Cuando llego a casa enciendo el ordenador. No puedo dormir. Normal. En el escritorio me topo con el icono de un juego que Zoe se dejó instalado, y como me sucede siempre que algo huele a ella rememoro por un instante ese pretexto mío. Hago doble click. El juego en cuestión se desarrolla en primera persona, aunque lo único que alcanzo a ver de mí mismo es el extremo del cañón de un arma. El fin no queda muy claro, pero sí el medio para conseguirlo: el arrebato animal, la violencia indiscriminada. La acción se desarrolla en los laberínticos pasillos de una enorme fortaleza de hormigón y la ambientación es extremadamente oscura. Tras unos instantes de calma llego a una gran sala, y entonces, desde todos los flancos, comienzan a surgir tipos con vestimenta militar que, sin mediar provocación, me atacan. Parece evidente que la única forma de escapar a la encerrona consiste en abrir fuego, pero no acaba de convencerme la idea. Me pregunto si quienes me disparan no serán en el fondo otros insomnes circunstanciales que, como yo, quedaron con quien no debían y luego no pueden dormir y encienden el ordenador y ven un icono desconocido y hacen doble click. Sin saber muy bien cómo, milagrosamente, escapo a una muerte segura. Y sigo avanzando. Más calmado, caigo en la cuenta de que quienes me acaban de disparar lo hacían sin albergar el menor temor por su vida, expuestos abiertamente a mi munición, sin parapeto, presa de un odio suicida. Y, confundido, me pregunto si no será mi atuendo aquello que les resulta tan ofensivo, por lo que decido comenzar a vagar por los oscurísimos pasillos, sigiloso, a la búsqueda de un espejo en el que poder contemplarme. Pero por más que busco no encuentro ninguno. Giro a la derecha, giro a la izquierda. Nada. Así que finalmente decido dejar el mando sobre la mesa, levantarme de la silla, y acercarme al espejo más cercano. Escruto mi reflejo. El pelo revuelto, el gesto desvencijado, la madrugada en la mirada. No me extraña que me disparen.

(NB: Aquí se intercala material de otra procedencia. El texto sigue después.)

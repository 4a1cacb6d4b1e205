use std::time::Duration;
use tokio::time::{interval_at, Instant, Interval, MissedTickBehavior};

/// Fixed-period ticker driving the scheduler's control loop.
pub(crate) struct Timer {
    interval: Interval,
    period: Duration,
}

impl Timer {
    /// `period` must be non-zero. The first tick fires one period from now.
    pub fn new(period: Duration) -> Self {
        let mut interval = interval_at(Instant::now() + period, period);
        interval.set_missed_tick_behavior(MissedTickBehavior::Delay);
        Self { interval, period }
    }

    /// Wait for the next tick and return how late it fired.
    pub async fn tick(&mut self) -> Duration {
        let scheduled = self.interval.tick().await;
        scheduled.elapsed()
    }

    pub fn period(&self) -> Duration {
        self.period
    }
}

impl std::fmt::Display for Timer {
    fn fmt(&self, f: &mut std::fmt::Formatter<'_>) -> Result<(), std::fmt::Error> {
        write!(f, "{}", humantime::format_duration(self.period))
    }
}
use crate::{ConfigError, Credentials, ScenarioConfig, ThresholdExpr, ThresholdRule};
use serde::{Deserialize, Serialize};
use serde_with::{serde_as, DisplayFromStr};
use std::collections::{BTreeMap, HashSet};
use std::path::PathBuf;
use std::time::Duration;

/// Which request mix a scenario's virtual users execute.
#[derive(Debug, Clone, Copy, PartialEq, Eq, Serialize, Deserialize)]
#[serde(rename_all = "kebab-case")]
pub enum WorkloadKind {
    /// Light read traffic with an occasional login + authenticated listing.
    WebCapacity,
    /// Login, upload a synthetic video, then read back its processing status.
    UploadCapacity,
}

#[derive(Debug, Clone, PartialEq, Serialize, Deserialize)]
pub struct PlanScenario {
    #[serde(flatten)]
    pub config: ScenarioConfig,
    pub workload: WorkloadKind,
    /// Accounts this scenario logs in with. Empty means the provisioned defaults.
    #[serde(default, skip_serializing_if = "Vec::is_empty")]
    pub users: Vec<Credentials>,
}

/// A complete capacity run: scenarios sharing one run start, plus the thresholds that judge it.
#[serde_as]
#[derive(Debug, Clone, PartialEq, Serialize, Deserialize)]
pub struct Plan {
    pub name: String,
    pub scenarios: Vec<PlanScenario>,
    #[serde_as(as = "BTreeMap<_, Vec<DisplayFromStr>>")]
    #[serde(default)]
    pub thresholds: BTreeMap<String, Vec<ThresholdExpr>>,
    /// Where the JSON summary goes unless the command line says otherwise.
    #[serde(default, skip_serializing_if = "Option::is_none")]
    pub results_dir: Option<PathBuf>,
}

impl Plan {
    pub fn new(name: &str) -> Self {
        Self {
            name: name.to_string(),
            scenarios: vec![],
            thresholds: BTreeMap::new(),
            results_dir: None,
        }
    }

    pub fn scenario(mut self, scenario: PlanScenario) -> Self {
        self.scenarios.push(scenario);
        self
    }

    pub fn threshold(mut self, metric: &str, expr: ThresholdExpr) -> Self {
        self.thresholds
            .entry(metric.to_string())
            .or_default()
            .push(expr);
        self
    }

    pub fn threshold_rules(&self) -> Vec<ThresholdRule> {
        self.thresholds
            .iter()
            .flat_map(|(metric, exprs)| {
                exprs.iter().map(|expr| ThresholdRule {
                    metric: metric.clone(),
                    expr: expr.clone(),
                })
            })
            .collect()
    }

    /// Offset from the run start at which the last scenario completes.
    pub fn end_offset(&self) -> Duration {
        self.scenarios
            .iter()
            .map(|s| s.config.end_offset())
            .max()
            .unwrap_or_default()
    }

    /// File name of the machine-readable summary for this plan.
    pub fn summary_file_name(&self) -> String {
        let stem: String = self
            .name
            .chars()
            .map(|c| if c.is_ascii_alphanumeric() || c == '-' { c } else { '_' })
            .collect();
        format!("{stem}_summary.json")
    }

    pub fn validate(&self) -> Result<(), ConfigError> {
        if self.scenarios.is_empty() {
            return Err(ConfigError::EmptyPlan(self.name.clone()));
        }

        let mut seen = HashSet::new();
        for scenario in &self.scenarios {
            scenario.config.validate()?;
            if !seen.insert(scenario.config.name.as_str()) {
                return Err(ConfigError::DuplicateScenario(scenario.config.name.clone()));
            }
        }
        Ok(())
    }
}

Vuelvo la vista hacia el monitor. La pantalla ha comenzado a enrojecer. Es mi sangre. Al parecer me han alcanzado. La herida pinta mortal, por lo que haciendo uso de mi último aliento, entre estertores, a toda velocidad, alcanzo el botón del reset del ordenador, lo presiono y burlo así mi destino. De nuevo.
Quedo en silencio. A oscuras. Es tarde. Muy tarde. A estas horas el silencio es estruendoso.
Malherido, comprendo que en el conflicto bélico que está a punto de desatarse seré de los primeros en caer. Esta guerra inminente se llevará por delante a todos los violinistas.